I Love You! You're Perfect! Now Change!


I Love You! You’re Perfect! Now Change!
The Garner Galleria Theatre: 2/11 – 6/24

Denver Center Attractions’ record breaking “I Love You! You’re Perfect! Now Change!” is back and well on its way to a second long term love affair with the Denver audience. There are three new actors and one vet in the cast. Shannan Steele is the only actor cast in both incarnations of this hilarious musical comedy. Her tragi-comic performance of the very first dating video of the newly widowed- I mean divorced- Rose Ritz is by turns funny, sad and soul shredding. If your eyes are still dry at the end of this scene your heart is no longer functioning. Call the paramedics. Mostly though the show is filled with bright music and witty situational comedy mirroring the dating, mating and nesting habits of the young and the nestless. The three newbies in the cast are phenomenal talents one and all. They are: Robert Michael Sanders, Daniel Langhoff and Lauren Shealy. Robert Michael Sanders’ delivery of the show’s most heart-breakingly tender song, ”Shouldn’t I Be Less in Love With You?” is of the unforgettably brilliant variety. Mr. Langhoff’s performance as a hen-pecked husband who gets his mojo back while driving “On the Highway of Love” is a stitch. Ms. Lauren’s “He Called Me” and “Always a Bridesmaid” give her a chance to go all out with her outrageously brilliant comic acting and awesome set of pipes.
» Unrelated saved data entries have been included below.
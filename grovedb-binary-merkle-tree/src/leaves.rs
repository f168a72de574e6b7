//! Leaf normalization.
//!
//! Every constructor yields one digest per input, in input order, with no
//! deduplication. All digests in a set must have the same non-zero width.

use crate::{BinaryMerkleError, Digest, MerkleHasher, Result};

/// Ordered leaf digests ready to be built into a tree.
#[derive(Debug, Clone, Default, PartialEq, Eq)]
pub struct LeafSet {
    leaves: Vec<Digest>,
}

impl LeafSet {
    /// Use already-hashed digests as leaves.
    pub fn from_digests<I>(digests: I) -> Result<Self>
    where
        I: IntoIterator<Item = Digest>,
    {
        let leaves: Vec<Digest> = digests.into_iter().collect();
        check_widths(&leaves)?;
        Ok(Self { leaves })
    }

    /// Parse hex-encoded digests (`0x` prefix optional).
    pub fn from_hex<I, S>(encoded: I) -> Result<Self>
    where
        I: IntoIterator<Item = S>,
        S: AsRef<str>,
    {
        let leaves = encoded
            .into_iter()
            .enumerate()
            .map(|(index, s)| {
                Digest::from_hex(s.as_ref()).map_err(|e| match e {
                    BinaryMerkleError::InvalidInput(msg) => {
                        BinaryMerkleError::InvalidInput(format!("leaf {}: {}", index, msg))
                    }
                    other => other,
                })
            })
            .collect::<Result<Vec<_>>>()?;
        Self::from_digests(leaves)
    }

    /// Hash each raw value with `hasher` and use the results as leaves.
    pub fn from_values<I, V, H>(values: I, hasher: &H) -> Result<Self>
    where
        I: IntoIterator<Item = V>,
        V: AsRef<[u8]>,
        H: MerkleHasher + ?Sized,
    {
        Self::from_digests(values.into_iter().map(|v| hasher.hash(v.as_ref())))
    }

    /// Sort the leaves byte-wise ascending.
    pub fn sorted(mut self) -> Self {
        self.leaves.sort();
        self
    }

    /// Number of leaves.
    pub fn len(&self) -> usize {
        self.leaves.len()
    }

    /// True when there are no leaves.
    pub fn is_empty(&self) -> bool {
        self.leaves.is_empty()
    }

    /// The leaves as a slice.
    pub fn as_slice(&self) -> &[Digest] {
        &self.leaves
    }

    /// Consume the set and return the digests.
    pub fn into_digests(self) -> Vec<Digest> {
        self.leaves
    }
}

fn check_widths(leaves: &[Digest]) -> Result<()> {
    let Some(first) = leaves.first() else {
        return Ok(());
    };
    let width = first.len();
    if width == 0 {
        return Err(BinaryMerkleError::InvalidInput(
            "leaf 0 is an empty digest".into(),
        ));
    }
    if let Some((index, leaf)) = leaves
        .iter()
        .enumerate()
        .find(|(_, leaf)| leaf.len() != width)
    {
        return Err(BinaryMerkleError::InvalidInput(format!(
            "leaf {} is {} bytes wide, expected {}",
            index,
            leaf.len(),
            width
        )));
    }
    Ok(())
}
//! `netsh`-backed interface enumeration and DNS configuration.

use super::command::run_command;
use super::{ApplyReport, CommandOutcome, DnsApplier, InterfaceLister};
use crate::error::{Result, SwitcherError};
use std::process::Output;

const NETSH_COMMAND: &str = "netsh";

/// Lines before the first row of `netsh interface show interface`: a blank
/// line, the column titles and the dashed rule.
const TABLE_HEADER_LINES: usize = 3;

/// Index given to the secondary server by `netsh interface ip add dns`.
const SECONDARY_DNS_INDEX: u8 = 2;

/// Talks to the Windows `netsh` utility.
#[derive(Debug, Clone, Copy, Default)]
pub struct Netsh;

impl Netsh {
    /// Creates the adapter; it holds no state.
    #[must_use]
    pub const fn new() -> Self {
        Self
    }
}

impl InterfaceLister for Netsh {
    fn list(&self) -> Result<Vec<String>> {
        let output = run_command(NETSH_COMMAND, ["interface", "show", "interface"])
            .map_err(|e| SwitcherError::SystemQuery(format!("failed to execute netsh: {e}")))?;

        if !output.status.success() {
            return Err(SwitcherError::SystemQuery(format!(
                "netsh exited with {}: {}",
                output.status,
                diagnostic(&output)
            )));
        }

        parse_interface_table(&String::from_utf8_lossy(&output.stdout))
    }
}

impl DnsApplier for Netsh {
    fn apply(&self, interface: &str, primary: &str, secondary: &str) -> ApplyReport {
        let name = format!("name={interface}");
        let set_primary = [
            "interface",
            "ip",
            "set",
            "dns",
            name.as_str(),
            "static",
            primary,
            "primary",
        ];
        let addr = format!("addr={secondary}");
        let index = format!("index={SECONDARY_DNS_INDEX}");
        let add_secondary = [
            "interface",
            "ip",
            "add",
            "dns",
            name.as_str(),
            addr.as_str(),
            index.as_str(),
        ];

        ApplyReport {
            steps: vec![run_step(&set_primary), run_step(&add_secondary)],
        }
    }
}

/// Extracts interface names from `netsh interface show interface` output.
///
/// Skips the fixed header and the trailing line, ignores blank rows, and
/// takes the first whitespace-delimited token of each remaining row.
///
/// On current Windows builds the first column is "Admin State", so rows
/// yield `Enabled`/`Disabled` rather than the adapter name. The first-token
/// rule is kept as the tool has always applied it; interface validation in
/// apply mode compares against exactly these tokens.
///
/// # Errors
///
/// Returns [`SwitcherError::SystemQuery`] if the output is shorter than the
/// header.
pub fn parse_interface_table(output: &str) -> Result<Vec<String>> {
    let lines: Vec<&str> = output.split('\n').collect();
    if lines.len() <= TABLE_HEADER_LINES {
        return Err(SwitcherError::SystemQuery(format!(
            "unexpected interface table: expected at least {} lines, got {}",
            TABLE_HEADER_LINES + 1,
            lines.len()
        )));
    }

    Ok(lines[TABLE_HEADER_LINES..lines.len() - 1]
        .iter()
        .filter_map(|line| line.split_whitespace().next())
        .map(str::to_string)
        .collect())
}

fn run_step(args: &[&str]) -> CommandOutcome {
    let command = format!("{NETSH_COMMAND} {}", args.join(" "));

    let outcome = match run_command(NETSH_COMMAND, args) {
        Ok(output) => CommandOutcome {
            success: output.status.success(),
            diagnostic: diagnostic(&output),
            command,
        },
        Err(e) => CommandOutcome {
            success: false,
            diagnostic: format!("failed to execute command: {e}"),
            command,
        },
    };

    tracing::debug!(
        command = %outcome.command,
        success = outcome.success,
        "DNS mutation step finished"
    );
    outcome
}

fn diagnostic(output: &Output) -> String {
    let stderr = String::from_utf8_lossy(&output.stderr);
    if stderr.trim().is_empty() {
        String::from_utf8_lossy(&output.stdout).trim().to_string()
    } else {
        stderr.trim().to_string()
    }
}
//! Process spawning for system commands.

use std::ffi::OsStr;
use std::process::{Command, Output, Stdio};

/// Runs `program` to completion with all standard streams piped and returns
/// its captured output.
///
/// # Errors
///
/// Returns the spawn or wait failure, e.g. `NotFound` when the program is
/// not installed.
pub fn run_command<I: IntoIterator<Item = S>, S: AsRef<OsStr>>(
    program: &str,
    arguments: I,
) -> std::io::Result<Output> {
    let mut command = Command::new(program);

    command
        .args(arguments)
        .stdin(Stdio::piped())
        .stdout(Stdio::piped())
        .stderr(Stdio::piped());

    #[cfg(windows)]
    {
        use std::os::windows::process::CommandExt;

        // Keeps netsh from flashing a console window.
        const CREATE_NO_WINDOW: u32 = 0x0800_0000;

        command.creation_flags(CREATE_NO_WINDOW);
    }

    tracing::debug!(program = %program, "Running system command");
    command.spawn()?.wait_with_output()
}
//! Settings and provider address pairs.

use serde::{Deserialize, Serialize};
use std::path::PathBuf;

/// Catalog file used when no path is configured, relative to the working
/// directory.
pub const DEFAULT_CATALOG_FILE: &str = "dns_servers.json";

/// Interface targeted by apply mode when none is given.
pub const DEFAULT_INTERFACE: &str = "Wi-Fi";

/// Primary and secondary DNS addresses of one provider.
///
/// Stored on disk as a two-element array:
///
/// ```
/// use dns_switcher::DnsServers;
///
/// let servers = DnsServers::new("8.8.8.8", "8.8.4.4");
/// let json = serde_json::to_string(&servers).unwrap();
/// assert_eq!(json, r#"["8.8.8.8","8.8.4.4"]"#);
/// ```
///
/// Addresses are opaque strings; no syntax check is made.
#[derive(Debug, Clone, PartialEq, Eq, Serialize, Deserialize)]
#[serde(from = "(String, String)", into = "(String, String)")]
pub struct DnsServers {
    /// Address set as the static primary entry.
    pub primary: String,

    /// Address added at index 2.
    pub secondary: String,
}

impl DnsServers {
    /// Creates a pair from any string-like addresses.
    #[must_use]
    pub fn new(primary: impl Into<String>, secondary: impl Into<String>) -> Self {
        Self {
            primary: primary.into(),
            secondary: secondary.into(),
        }
    }
}

impl From<(String, String)> for DnsServers {
    fn from((primary, secondary): (String, String)) -> Self {
        Self { primary, secondary }
    }
}

impl From<DnsServers> for (String, String) {
    fn from(servers: DnsServers) -> Self {
        (servers.primary, servers.secondary)
    }
}

/// Runtime settings shared by the dispatcher and the binary.
#[derive(Debug, Clone)]
pub struct Settings {
    /// Location of the provider catalog.
    pub catalog_path: PathBuf,

    /// Interface used by apply mode when none is named.
    pub default_interface: String,
}

impl Settings {
    /// Creates settings with the built-in defaults.
    #[must_use]
    pub fn new() -> Self {
        Self {
            catalog_path: PathBuf::from(DEFAULT_CATALOG_FILE),
            default_interface: DEFAULT_INTERFACE.to_string(),
        }
    }

    /// Overrides the catalog location.
    #[must_use]
    pub fn with_catalog_path(mut self, path: impl Into<PathBuf>) -> Self {
        self.catalog_path = path.into();
        self
    }

    /// Overrides the default interface.
    #[must_use]
    pub fn with_default_interface(mut self, interface: impl Into<String>) -> Self {
        self.default_interface = interface.into();
        self
    }
}

impl Default for Settings {
    fn default() -> Self {
        Self::new()
    }
}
Sanders’ and Steele’s singing and hilarious acting of “A Stud and a Babe” provides high contrast comedy as a couple of delusional daters, who are giving themselves a dose of reality therapy. Langhoff and Shealy are funny and touching as an elderly couple of lonely-hearts finding a second go at love on the viewing and funeral circuit singing, ”I Can Live With That.” Musical Director Troy Schuh on piano and violinist Rebecca Burchfield provide a thoroughly enjoyable accompaniment to the proceedings. As always Ray Roderick has given us the angel in the details of the show. His attention to those pesky moments when we feel most vulnerable pays off with directorial gusto. Besides his pacing the show at a fine directorial clip Roderick also choreographs. Charles R. MacLeod’s lighting design enhances the show by illuminating Lisa Orzolek’s attractively understated scenic design with a chroma key of festive hues. Meghan Anderson Doyle’s costumes are spot on.
If you are a Love! Perfect! Change! virgin you will fall in love at first sight with this show, these actors and the twenty characters they portray. This reviewer has seen the show five times at The Garner and three times in other venues throughout the city.  The jokes in this production are as fresh and funny as the first time around and you will still choke up where it’s called for.
This is the perfect date show.
Run to see it.

Denver Center Attractions presents I LOVE YOU, YOU’RE PERFECT, NOW CHANGE, at the Garner Galleria Theatre through June 24. I LOVE YOU, YOU’RE PERFECT, NOW CHANGE opened to rave reviews on June 29, 2000 becoming Denver’s longest running musical by 2005. Tickets are now on sale at www.denvercenter.org or by calling 303.893.4100.


Entertaining Mr. Sloane


Entertaining Mr. Sloane
Germinal Stage Denver: 2/10 – 3/18

Prick up your ears!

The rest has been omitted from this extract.